(Saved data entries)

==============================

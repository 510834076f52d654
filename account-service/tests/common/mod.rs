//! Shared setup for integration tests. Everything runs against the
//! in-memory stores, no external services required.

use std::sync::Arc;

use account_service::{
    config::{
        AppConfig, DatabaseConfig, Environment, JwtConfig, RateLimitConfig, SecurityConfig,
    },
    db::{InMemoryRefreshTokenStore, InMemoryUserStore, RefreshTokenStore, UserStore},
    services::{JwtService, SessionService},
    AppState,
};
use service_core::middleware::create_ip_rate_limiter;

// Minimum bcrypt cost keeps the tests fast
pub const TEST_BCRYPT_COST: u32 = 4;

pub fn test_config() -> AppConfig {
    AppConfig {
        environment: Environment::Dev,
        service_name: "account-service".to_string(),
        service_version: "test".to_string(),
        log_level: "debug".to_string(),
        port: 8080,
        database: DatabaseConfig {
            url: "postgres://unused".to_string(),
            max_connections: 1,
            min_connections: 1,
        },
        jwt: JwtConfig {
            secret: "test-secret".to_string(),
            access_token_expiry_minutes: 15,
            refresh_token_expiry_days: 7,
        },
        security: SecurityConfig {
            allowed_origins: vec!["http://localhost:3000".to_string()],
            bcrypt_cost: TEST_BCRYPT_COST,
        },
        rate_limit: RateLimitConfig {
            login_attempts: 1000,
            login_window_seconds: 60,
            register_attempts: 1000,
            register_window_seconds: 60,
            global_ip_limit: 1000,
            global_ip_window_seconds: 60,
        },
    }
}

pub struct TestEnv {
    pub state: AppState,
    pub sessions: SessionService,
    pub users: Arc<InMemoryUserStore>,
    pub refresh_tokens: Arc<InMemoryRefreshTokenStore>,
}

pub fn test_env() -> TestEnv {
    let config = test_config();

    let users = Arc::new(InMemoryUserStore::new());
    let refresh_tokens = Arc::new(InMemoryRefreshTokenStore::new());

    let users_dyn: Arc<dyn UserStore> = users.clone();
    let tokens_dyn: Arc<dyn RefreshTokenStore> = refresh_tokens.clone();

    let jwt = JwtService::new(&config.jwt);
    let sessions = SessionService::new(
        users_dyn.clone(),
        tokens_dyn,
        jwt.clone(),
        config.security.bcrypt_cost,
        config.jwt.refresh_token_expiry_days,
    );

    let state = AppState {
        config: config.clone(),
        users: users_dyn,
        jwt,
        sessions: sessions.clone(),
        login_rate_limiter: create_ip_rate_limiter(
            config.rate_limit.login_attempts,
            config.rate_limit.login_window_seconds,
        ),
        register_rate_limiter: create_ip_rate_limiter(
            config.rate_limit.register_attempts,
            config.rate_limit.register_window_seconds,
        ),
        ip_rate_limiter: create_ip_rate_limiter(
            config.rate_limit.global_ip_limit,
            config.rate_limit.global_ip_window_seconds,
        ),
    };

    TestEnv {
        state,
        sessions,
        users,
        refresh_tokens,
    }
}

==============================

■ Problem
With nothing left out, print the data above exactly.

■ Output below
repository 510834076f52d654
filename account-service/tests/common/mod.rs
//! Shared setup for integration tests. Everything runs against the
//! in-memory stores, no external services required.

use std::sync::Arc;

use account_service::{
    config::{
        AppConfig, DatabaseConfig, Environment, JwtConfig, RateLimitConfig, SecurityConfig,
    },
    db::{InMemoryRefreshTokenStore, InMemoryUserStore, RefreshTokenStore, UserStore},
    services::{JwtService, SessionService},
    AppState,
};
use service_core::middleware::create_ip_rate_limiter;

// Minimum bcrypt cost keeps the tests fast
pub const TEST_BCRYPT_COST: u32 = 4;

pub fn test_config() -> AppConfig {
    AppConfig {
        environment: Environment::Dev,
        service_name: "account-service".to_string(),
        service_version: "test".to_string(),
        log_level: "debug".to_string(),
        port: 8080,
        database: DatabaseConfig {
            url: "postgres://unused".to_string(),
            max_connections: 1,
            min_connections: 1,
        },
        jwt: JwtConfig {
            secret: "test-secret".to_string(),
            access_token_expiry_minutes: 15,
            refresh_token_expiry_days: 7,
        },
        security: SecurityConfig {
            allowed_origins: vec!["http://localhost:3000".to_string()],
            bcrypt_cost: TEST_BCRYPT_COST,
        },
        rate_limit: RateLimitConfig {
            login_attempts: 1000,
            login_window_seconds: 60,
            register_attempts: 1000,
            register_window_seconds: 60,
            global_ip_limit: 1000,
            global_ip_window_seconds: 60,
        },
    }
}

pub struct TestEnv {
    pub state: AppState,
    pub sessions: SessionService,
    pub users: Arc<InMemoryUserStore>,
    pub refresh_tokens: Arc<InMemoryRefreshTokenStore>,
}

pub fn test_env() -> TestEnv {
    let config = test_config();

    let users = Arc::new(InMemoryUserStore::new());
    let refresh_tokens = Arc::new(InMemoryRefreshTokenStore::new());

    let users_dyn: Arc<dyn UserStore> = users.clone();
    let tokens_dyn: Arc<dyn RefreshTokenStore> = refresh_tokens.clone();

    let jwt = JwtService::new(&config.jwt);
    let sessions = SessionService::new(
        users_dyn.clone(),
        tokens_dyn,
        jwt.clone(),
        config.security.bcrypt_cost,
        config.jwt.refresh_token_expiry_days,
    );

    let state = AppState {
        config: config.clone(),
        users: users_dyn,
        jwt,
        sessions: sessions.clone(),
        login_rate_limiter: create_ip_rate_limiter(
            config.rate_limit.login_attempts,
            config.rate_limit.login_window_seconds,
        ),
        register_rate_limiter: create_ip_rate_limiter(
            config.rate_limit.register_attempts,
            config.rate_limit.register_window_seconds,
        ),
        ip_rate_limiter: create_ip_rate_limiter(
            config.rate_limit.global_ip_limit,
            config.rate_limit.global_ip_window_seconds,
        ),
    };

    TestEnv {
        state,
        sessions,
        users,
        refresh_tokens,
    }
}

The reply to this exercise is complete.